Traditional motif finding algorithms start by assembling a subset of sequences (for example, all proteins in the same compartment) and then searching for motifs in those sequences. These methods typically utilize generative models that attempt to model the process by which the motifs were generated based on simplifying assumptions. Generative motif finding methods and models for proteins include MEME [15
] and NestedMICA [20
] using PWMs, and HMMER [16
] using profile HMMs, among others. While useful, these methods do not use important information about the negative set (sequences that are assigned to other compartments) when constructing the models. Such information may be useful for building refined models of the differences between similar compartments.
Relatively little work has focused on a different approach: discriminative learning of probabilistic motif models (e.g. profile HMMs). Discriminative methods search for motifs that are present in one class (positive set) but absent in other classes (negative set). Such methods have been applied to search for DNA binding motifs represented by PWM, including gradient ascent optimizing conditional likelihood [21
], heuristic hill-climbing [22
], and enumerative search on a discrete space of PWM [23
]. Recently PWM is applied to protein motifs as well as DNA motifs in the DEME algorithm using a combination of substring search and conjugate gradient [24
]. However PWM does not allow insertion and deletion, making it less than optimal for protein sequence analysis. Here we develop and apply a discriminative motif finding algorithm which utilizes HMMs that are constructed to optimize a discriminative criteria, the conditional likelihood of the sequences given the motifs.
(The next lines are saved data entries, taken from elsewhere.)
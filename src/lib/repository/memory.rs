use async_trait::async_trait;
use parking_lot::RwLock;

use super::types::{
    InstanceRepository, RepositoryError, RepositoryResult, ScriptRepository, TemplateRepository,
};
use crate::lib::model::types::{ContainerInstance, ContainerScript, ContainerTemplate};

/// Process-local stand-in for the catalog and instance tables.
#[derive(Default)]
pub struct MemoryRepository {
    templates: RwLock<Vec<ContainerTemplate>>,
    scripts: RwLock<Vec<ContainerScript>>,
    instances: RwLock<Vec<ContainerInstance>>,
}

impl MemoryRepository {
    pub fn new(templates: Vec<ContainerTemplate>, scripts: Vec<ContainerScript>) -> Self {
        MemoryRepository {
            templates: RwLock::new(templates),
            scripts: RwLock::new(scripts),
            instances: RwLock::new(Vec::new()),
        }
    }

    #[cfg(test)]
    pub fn add_script(&self, script: ContainerScript) {
        self.scripts.write().push(script);
    }

    #[cfg(test)]
    pub fn instances(&self) -> Vec<ContainerInstance> {
        self.instances.read().clone()
    }
}

#[async_trait]
impl InstanceRepository for MemoryRepository {
    async fn create_instance(&self, mut instance: ContainerInstance) -> RepositoryResult<ContainerInstance> {
        let mut instances = self.instances.write();
        instance.id = instances.len() as u64 + 1;
        instances.push(instance.clone());
        Ok(instance)
    }

    async fn get_by_user_and_template(
        &self,
        user_id: u64,
        template_id: u64,
    ) -> RepositoryResult<ContainerInstance> {
        self.instances
            .read()
            .iter()
            .rev()
            .find(|instance| instance.user_id == user_id && instance.template_id == template_id)
            .cloned()
            .ok_or_else(|| RepositoryError::NotFound {
                entity: "container instance",
                id: format!("user {} template {}", user_id, template_id),
            })
    }
}

#[async_trait]
impl TemplateRepository for MemoryRepository {
    async fn get_template(&self, template_id: u64) -> RepositoryResult<ContainerTemplate> {
        self.templates
            .read()
            .iter()
            .find(|template| template.id == template_id)
            .cloned()
            .ok_or_else(|| RepositoryError::NotFound {
                entity: "container template",
                id: template_id.to_string(),
            })
    }
}

#[async_trait]
impl ScriptRepository for MemoryRepository {
    async fn get_scripts_by_template(&self, template_id: u64) -> RepositoryResult<Vec<ContainerScript>> {
        let mut scripts: Vec<_> = self
            .scripts
            .read()
            .iter()
            .filter(|script| script.template_id == template_id)
            .cloned()
            .collect();
        scripts.sort_by_key(|script| script.order);
        Ok(scripts)
    }
}
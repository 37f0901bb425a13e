use std::time::Duration;

use async_trait::async_trait;
use chrono::{DateTime, Utc};
use serde::{Deserialize, Serialize, de::DeserializeOwned};
use uuid::Uuid;

pub const QUEUE_CRITICAL: &str = "critical";
pub const QUEUE_DEFAULT: &str = "default";
pub const QUEUE_LOW: &str = "low";

/// A job as it travels through the broker. Retry bookkeeping lives next to
/// the payload, not inside it.
#[derive(Debug, Clone, PartialEq, Serialize, Deserialize)]
pub struct TaskMessage {
    pub id: Uuid,
    pub kind: String,
    pub payload: serde_json::Value,
    pub queue: String,
    pub retried: u32,
    pub max_retry: u32,
    pub enqueued_at: DateTime<Utc>,
    pub last_error: Option<String>,
}

impl TaskMessage {
    pub fn new<P: Serialize>(kind: &str, payload: &P) -> BrokerResult<Self> {
        Ok(TaskMessage {
            id: Uuid::new_v4(),
            kind: kind.to_string(),
            payload: serde_json::to_value(payload)?,
            queue: QUEUE_DEFAULT.to_string(),
            retried: 0,
            max_retry: 0,
            enqueued_at: Utc::now(),
            last_error: None,
        })
    }

    pub fn decode<P: DeserializeOwned>(&self) -> Result<P, serde_json::Error> {
        P::deserialize(&self.payload)
    }
}

#[derive(Debug, Clone, PartialEq, Eq)]
pub struct EnqueueOptions {
    pub queue: String,
    pub max_retry: u32,
}

impl Default for EnqueueOptions {
    fn default() -> Self {
        EnqueueOptions {
            queue: QUEUE_DEFAULT.to_string(),
            max_retry: 1,
        }
    }
}

#[derive(Debug, Clone, PartialEq, Eq)]
pub struct TaskInfo {
    pub id: Uuid,
    pub kind: String,
    pub queue: String,
    pub max_retry: u32,
}

#[derive(Debug, Clone, Copy, PartialEq, Eq)]
pub enum FailOutcome {
    Retried,
    Dead,
}

#[derive(Debug, thiserror::Error)]
pub enum BrokerError {
    #[error("redis error: {0}")]
    Redis(#[from] redis::RedisError),

    #[error("task serialization failed: {0}")]
    Serialization(#[from] serde_json::Error),

    #[error("broker is closed")]
    Closed,
}

pub type BrokerResult<T> = Result<T, BrokerError>;

/// At-least-once task queue. A dequeued task stays active until it is
/// completed or failed; a failed task is re-queued until its retries run
/// out and then dead-lettered.
#[async_trait]
pub trait Broker: Send + Sync {
    async fn enqueue(&self, task: TaskMessage, options: &EnqueueOptions) -> BrokerResult<TaskInfo>;

    /// Pops from the first non-empty queue in `queues` order, waiting up to
    /// `wait` when all are empty.
    async fn dequeue(&self, queues: &[String], wait: Duration) -> BrokerResult<Option<TaskMessage>>;

    async fn complete(&self, task: &TaskMessage) -> BrokerResult<()>;

    async fn fail(&self, task: TaskMessage, error: String) -> BrokerResult<FailOutcome>;
}

pub(crate) fn prepare(mut task: TaskMessage, options: &EnqueueOptions) -> (TaskMessage, TaskInfo) {
    task.queue = options.queue.clone();
    task.max_retry = options.max_retry;
    task.retried = 0;
    task.enqueued_at = Utc::now();

    let info = TaskInfo {
        id: task.id,
        kind: task.kind.clone(),
        queue: task.queue.clone(),
        max_retry: task.max_retry,
    };
    (task, info)
}

pub(crate) fn retry_or_bury(mut task: TaskMessage, error: String) -> (TaskMessage, FailOutcome) {
    task.last_error = Some(error);
    if task.retried < task.max_retry {
        task.retried += 1;
        (task, FailOutcome::Retried)
    } else {
        (task, FailOutcome::Dead)
    }
}
use std::time::Duration;

use serde::{Deserialize, Serialize};

use crate::lib::{
    broker::types::BrokerError,
    channel::types::ChannelError,
    engine::types::EngineError,
    model::types::{ContainerInstance, ContainerScript, ContainerTemplate},
    repository::types::RepositoryError,
};

pub const TYPE_CONTAINER_CREATE: &str = "container:create";
pub const TYPE_CONTAINER_EXEC: &str = "container:exec";

#[derive(Debug, Clone, PartialEq, Serialize, Deserialize)]
pub struct ContainerCreatePayload {
    #[serde(rename = "Template")]
    pub template: ContainerTemplate,
    #[serde(rename = "UserID")]
    pub user_id: u64,
}

#[derive(Debug, Clone, PartialEq, Serialize, Deserialize)]
pub struct ContainerExecPayload {
    #[serde(rename = "Instance")]
    pub instance: ContainerInstance,
    #[serde(rename = "Scripts")]
    pub scripts: Vec<ContainerScript>,
    #[serde(rename = "UserID")]
    pub user_id: u64,
    #[serde(rename = "TemplateID")]
    pub template_id: u64,
}

#[derive(Debug, thiserror::Error)]
pub enum TaskError {
    #[error("an operation is already pending for {0}")]
    AlreadyPending(String),

    #[error("broker submission failed: {0}")]
    Broker(#[from] BrokerError),

    #[error(transparent)]
    Channel(#[from] ChannelError),

    #[error("{stage} stage failed: {source}")]
    Engine {
        stage: &'static str,
        #[source]
        source: EngineError,
    },

    #[error("persisting instance for container {container_id} failed: {source}")]
    Persistence {
        container_id: String,
        #[source]
        source: RepositoryError,
    },

    #[error("invalid task payload: {0}")]
    Payload(#[from] serde_json::Error),

    #[error("unknown task kind {0}")]
    UnknownKind(String),
}

pub type TaskResult<T> = Result<T, TaskError>;

/// Tick and deadline settings for the status emitters.
#[derive(Debug, Clone)]
pub struct TimingConfig {
    pub heartbeat_interval: Duration,
    pub heartbeat_deadline: Duration,
    pub running_burst: Duration,
    pub running_interval: Duration,
    /// Longest a worker waits for room to publish one exec verdict.
    pub verdict_timeout: Duration,
}

impl Default for TimingConfig {
    fn default() -> Self {
        TimingConfig {
            heartbeat_interval: Duration::from_millis(500),
            heartbeat_deadline: Duration::from_secs(60),
            running_burst: Duration::from_secs(3),
            running_interval: Duration::from_millis(500),
            verdict_timeout: Duration::from_secs(10),
        }
    }
}
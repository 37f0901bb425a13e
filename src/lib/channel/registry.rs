use std::{collections::HashMap, sync::Arc};

use parking_lot::Mutex;
use tokio::sync::{Mutex as AsyncMutex, mpsc};
use tokio_util::sync::CancellationToken;
use tracing::debug;
use uuid::Uuid;

use super::types::{
    ChannelError, ChannelKey, ChannelResult, DEFAULT_CHANNEL_CAPACITY, OperationHandle,
    PendingOperation, Subscription,
};

/// In-memory status channels keyed by [`ChannelKey`].
///
/// Each entry owns both the buffered channel and the cancellation token of
/// the heartbeat feeding it, so removing an entry always tears down both.
pub struct ChannelRegistry {
    operations: Mutex<HashMap<ChannelKey, PendingOperation>>,
    capacity: usize,
}

impl Default for ChannelRegistry {
    fn default() -> Self {
        Self::new(DEFAULT_CHANNEL_CAPACITY)
    }
}

impl ChannelRegistry {
    pub fn new(capacity: usize) -> Self {
        ChannelRegistry {
            operations: Mutex::new(HashMap::new()),
            capacity: capacity.max(1),
        }
    }

    pub fn create(&self, key: &ChannelKey) -> ChannelResult<OperationHandle> {
        let mut operations = self.operations.lock();
        if operations.contains_key(key) {
            return Err(ChannelError::AlreadyExists(key.to_string()));
        }

        let (sender, receiver) = mpsc::channel(self.capacity);
        let operation = PendingOperation {
            generation: Uuid::new_v4(),
            sender,
            receiver: Arc::new(AsyncMutex::new(receiver)),
            closed: CancellationToken::new(),
            heartbeat: CancellationToken::new(),
            claimed: false,
        };
        let handle = OperationHandle {
            key: key.clone(),
            generation: operation.generation,
            heartbeat: operation.heartbeat.clone(),
        };

        operations.insert(key.clone(), operation);
        debug!("channel {} created", key);
        Ok(handle)
    }

    /// Marks the live operation as owned by a consumer. A claimed operation
    /// is no longer released by its heartbeat deadline.
    pub fn claim(&self, key: &ChannelKey) -> ChannelResult<OperationHandle> {
        let mut operations = self.operations.lock();
        let operation = operations
            .get_mut(key)
            .ok_or_else(|| ChannelError::NotFound(key.to_string()))?;
        operation.claimed = true;

        Ok(OperationHandle {
            key: key.clone(),
            generation: operation.generation,
            heartbeat: operation.heartbeat.clone(),
        })
    }

    /// Attaches the single reader of a channel. A second reader is refused
    /// with `ReaderAttached` until the first one is dropped.
    pub fn get(&self, key: &ChannelKey) -> ChannelResult<Subscription> {
        let operations = self.operations.lock();
        let operation = operations
            .get(key)
            .ok_or_else(|| ChannelError::NotFound(key.to_string()))?;
        let receiver = operation
            .receiver
            .clone()
            .try_lock_owned()
            .map_err(|_| ChannelError::ReaderAttached(key.to_string()))?;

        Ok(Subscription {
            key: key.clone(),
            receiver,
        })
    }

    pub fn contains(&self, key: &ChannelKey) -> bool {
        self.operations.lock().contains_key(key)
    }

    /// Closes and forgets whatever channel is live under `key`.
    pub fn remove(&self, key: &ChannelKey) -> ChannelResult<()> {
        let operation = self
            .operations
            .lock()
            .remove(key)
            .ok_or_else(|| ChannelError::NotFound(key.to_string()))?;
        close(operation);
        debug!("channel {} removed", key);
        Ok(())
    }

    /// Removes the channel only if it is still the generation `handle`
    /// refers to.
    pub fn release(&self, handle: &OperationHandle) -> ChannelResult<()> {
        handle.heartbeat.cancel();

        let mut operations = self.operations.lock();
        match operations.get(&handle.key) {
            Some(operation) if operation.generation == handle.generation => {}
            _ => return Err(ChannelError::NotFound(handle.key.to_string())),
        }
        if let Some(operation) = operations.remove(&handle.key) {
            close(operation);
        }
        debug!("channel {} released", handle.key);
        Ok(())
    }

    /// Heartbeat deadline path: drops an unclaimed operation. Returns
    /// whether anything was removed.
    pub fn expire(&self, handle: &OperationHandle) -> bool {
        let mut operations = self.operations.lock();
        match operations.get(&handle.key) {
            Some(operation) if operation.generation == handle.generation && !operation.claimed => {}
            _ => return false,
        }
        if let Some(operation) = operations.remove(&handle.key) {
            close(operation);
        }
        debug!("channel {} expired", handle.key);
        true
    }

    /// Waits for buffer space. Fails with `Closed` if the channel is
    /// removed while waiting.
    pub async fn send(&self, key: &ChannelKey, message: String) -> ChannelResult<()> {
        let (sender, closed) = {
            let operations = self.operations.lock();
            let operation = operations
                .get(key)
                .ok_or_else(|| ChannelError::NotFound(key.to_string()))?;
            (operation.sender.clone(), operation.closed.clone())
        };

        tokio::select! {
            result = sender.send(message) => {
                result.map_err(|_| ChannelError::Closed(key.to_string()))
            }
            _ = closed.cancelled() => Err(ChannelError::Closed(key.to_string())),
        }
    }

    /// Non-blocking send; returns `Ok(false)` when the buffer is full and
    /// the message was dropped.
    pub fn try_send(&self, key: &ChannelKey, message: String) -> ChannelResult<bool> {
        let operations = self.operations.lock();
        let operation = operations
            .get(key)
            .ok_or_else(|| ChannelError::NotFound(key.to_string()))?;

        match operation.sender.try_send(message) {
            Ok(()) => Ok(true),
            Err(mpsc::error::TrySendError::Full(_)) => Ok(false),
            Err(mpsc::error::TrySendError::Closed(_)) => {
                Err(ChannelError::Closed(key.to_string()))
            }
        }
    }

    pub fn len(&self) -> usize {
        self.operations.lock().len()
    }

    pub fn is_empty(&self) -> bool {
        self.len() == 0
    }
}

fn close(operation: PendingOperation) {
    operation.heartbeat.cancel();
    operation.closed.cancel();
}

impl Subscription {
    pub async fn recv(&mut self) -> Option<String> {
        self.receiver.recv().await
    }
}
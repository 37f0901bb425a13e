use std::{path::Path, time::Duration};

use tracing::info;

use super::types::{
    AppConfig, CONFIG_PATH_ENV, ConfigError, ConfigResult, DEFAULT_CONFIG_PATH, LISTEN_ENV,
    REDIS_URL_ENV,
};
use crate::lib::{
    broker::types::EnqueueOptions,
    engine::types::EngineConfig,
    service::types::ServiceConfig,
    task::types::TimingConfig,
    worker::types::{QueueWeights, WorkerConfig},
};

fn millis(ms: u64) -> Duration {
    Duration::from_millis(ms)
}

impl AppConfig {
    /// Reads the file named by `SANDBOXD_CONFIG` (or `sandboxd.toml`) and
    /// applies env overrides. A missing file yields the defaults.
    pub fn load() -> ConfigResult<Self> {
        let path = std::env::var(CONFIG_PATH_ENV).unwrap_or_else(|_| DEFAULT_CONFIG_PATH.to_string());
        let mut config = Self::from_file(Path::new(&path))?;
        config.apply_overrides(|name| std::env::var(name).ok());
        config.validate()?;
        Ok(config)
    }

    pub fn from_file(path: &Path) -> ConfigResult<Self> {
        match std::fs::read_to_string(path) {
            Ok(contents) => {
                info!("loading config from {}", path.display());
                Self::parse(&contents).map_err(|source| ConfigError::Parse {
                    path: path.to_path_buf(),
                    source,
                })
            }
            Err(e) if e.kind() == std::io::ErrorKind::NotFound => {
                info!("no config at {}, using defaults", path.display());
                Ok(Self::default())
            }
            Err(source) => Err(ConfigError::Read {
                path: path.to_path_buf(),
                source,
            }),
        }
    }

    pub fn parse(contents: &str) -> Result<Self, toml::de::Error> {
        toml::from_str(contents)
    }

    pub fn apply_overrides<F>(&mut self, lookup: F)
    where
        F: Fn(&str) -> Option<String>,
    {
        if let Some(url) = lookup(REDIS_URL_ENV) {
            self.broker.url = url;
        }
        if let Some(listen) = lookup(LISTEN_ENV) {
            self.server.listen = listen;
        }
    }

    pub fn validate(&self) -> ConfigResult<()> {
        if self.worker.concurrency == 0 {
            return Err(ConfigError::Invalid("worker.concurrency must be at least 1".to_string()));
        }
        if self.channel.capacity == 0 {
            return Err(ConfigError::Invalid("channel.capacity must be at least 1".to_string()));
        }
        if !self.worker.queues.values().any(|w| *w > 0) {
            return Err(ConfigError::Invalid("worker.queues needs a queue with weight > 0".to_string()));
        }
        for queue in [&self.broker.create_queue, &self.broker.exec_queue] {
            if self.worker.queues.get(queue).copied().unwrap_or(0) == 0 {
                return Err(ConfigError::Invalid(format!("queue {} is never polled by workers", queue)));
            }
        }
        let t = &self.timing;
        if t.heartbeat_interval_ms == 0 || t.running_interval_ms == 0 || t.acquire_interval_ms == 0 {
            return Err(ConfigError::Invalid("timing intervals must be non-zero".to_string()));
        }
        Ok(())
    }

    pub fn engine_config(&self) -> EngineConfig {
        EngineConfig {
            sudo_password: self.engine.sudo_password.clone(),
            stop_timeout: millis(self.engine.stop_timeout_ms),
            exec_poll_interval: millis(self.engine.exec_poll_interval_ms),
            default_script_timeout: millis(self.engine.default_script_timeout_ms),
        }
    }

    pub fn timing_config(&self) -> TimingConfig {
        TimingConfig {
            heartbeat_interval: millis(self.timing.heartbeat_interval_ms),
            heartbeat_deadline: millis(self.timing.heartbeat_deadline_ms),
            running_burst: millis(self.timing.running_burst_ms),
            running_interval: millis(self.timing.running_interval_ms),
            verdict_timeout: millis(self.timing.verdict_timeout_ms),
        }
    }

    pub fn service_config(&self) -> ServiceConfig {
        ServiceConfig {
            access_port: self.server.access_port,
            acquire_window: millis(self.timing.acquire_window_ms),
            acquire_interval: millis(self.timing.acquire_interval_ms),
            fallback_hold: millis(self.timing.fallback_hold_ms),
        }
    }

    pub fn worker_config(&self) -> WorkerConfig {
        WorkerConfig {
            concurrency: self.worker.concurrency,
            queues: QueueWeights(
                self.worker
                    .queues
                    .iter()
                    .map(|(name, weight)| (name.clone(), *weight))
                    .collect(),
            ),
            dequeue_wait: millis(self.worker.dequeue_wait_ms),
        }
    }

    pub fn create_options(&self) -> EnqueueOptions {
        EnqueueOptions {
            queue: self.broker.create_queue.clone(),
            max_retry: self.broker.max_retry,
        }
    }

    pub fn exec_options(&self) -> EnqueueOptions {
        EnqueueOptions {
            queue: self.broker.exec_queue.clone(),
            max_retry: self.broker.max_retry,
        }
    }
}
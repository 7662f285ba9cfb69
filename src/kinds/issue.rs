use std::borrow::Cow;

use serde::{Deserialize, Serialize};
use time::OffsetDateTime;

use crate::errors::DeskError;
use crate::normalization;
use crate::record::{require, Kind, RecordId, Span};
use crate::roster::District;

statuses! {
    IssueStatus {
        Open => "Open",
        InProgress => "In Progress",
        Resolved => "Resolved",
    }
}

/// A customer issue assigned to a technician.
#[derive(Clone, Debug, PartialEq, Deserialize, Serialize)]
pub struct Issue {
    pub icno: String,

    pub mobile: String,

    #[serde(deserialize_with = "normalization::deserialize")]
    pub user_name: String,

    /// The technician the issue is assigned to.
    pub technician_id: RecordId,

    #[serde(default)]
    pub district: Option<District>,

    #[serde(default)]
    pub description: String,
}

impl Kind for Issue {
    type Status = IssueStatus;

    const COLLECTION: &'static str = "issues";
    const INITIAL_STATUS: IssueStatus = IssueStatus::Open;

    // the technician's name is searchable too, but lives on the roster
    fn searchable(&self) -> Vec<Cow<'_, str>> {
        vec![
            Cow::Borrowed(self.icno.as_str()),
            Cow::Borrowed(self.mobile.as_str()),
            Cow::Borrowed(self.user_name.as_str()),
        ]
    }

    fn span(&self, created_at: OffsetDateTime) -> Span {
        Span::On(created_at.date())
    }

    fn validate(&self) -> Result<(), DeskError> {
        require("icno", &self.icno)?;
        require("mobile", &self.mobile)?;
        require("user_name", &self.user_name)?;
        require("technician_id", self.technician_id.as_str())
    }
}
We used maximal mutual information estimate (MMIE), a technique that was initially applied to speech recognition, to train these HMMs discriminatively. Our models select motifs that are unique to the different compartments. In addition to their use for classification they may also provide information about the function of the proteins in each compartment or the mechanisms involved in targeting these proteins to their cellular locations.
Since subcellular localization is determined by a hierarchical protein sorting process, several methods have been developed that utilize a hierarchical structure to improve prediction of protein localization [10
]. We apply such structures to motif discovery, rather than only prediction, by searching for discriminative motifs at every split (internal nodes) on the hierarchical compartment structure in . This allows us to take full advantage of biological knowledge regarding the organization of compartments within a cell.
Hierarchical structure of compartments based on cellular sorting.
For subcellular compartment classification, our discriminative HMM method that does not utilize any prior motif information improves upon methods that use a list of known motifs. We also show that incorporating the protein sorting hierarchy results in better prediction on average. Our method was able to recover known motifs and to suggest new motifs for various compartments. These new motifs are more conserved than average amino acids in agreement with their predicted role in protein localization. Using our predicted motifs we were also able to reassign a number of proteins to new compartments, correcting what we believe are errors in current annotation databases.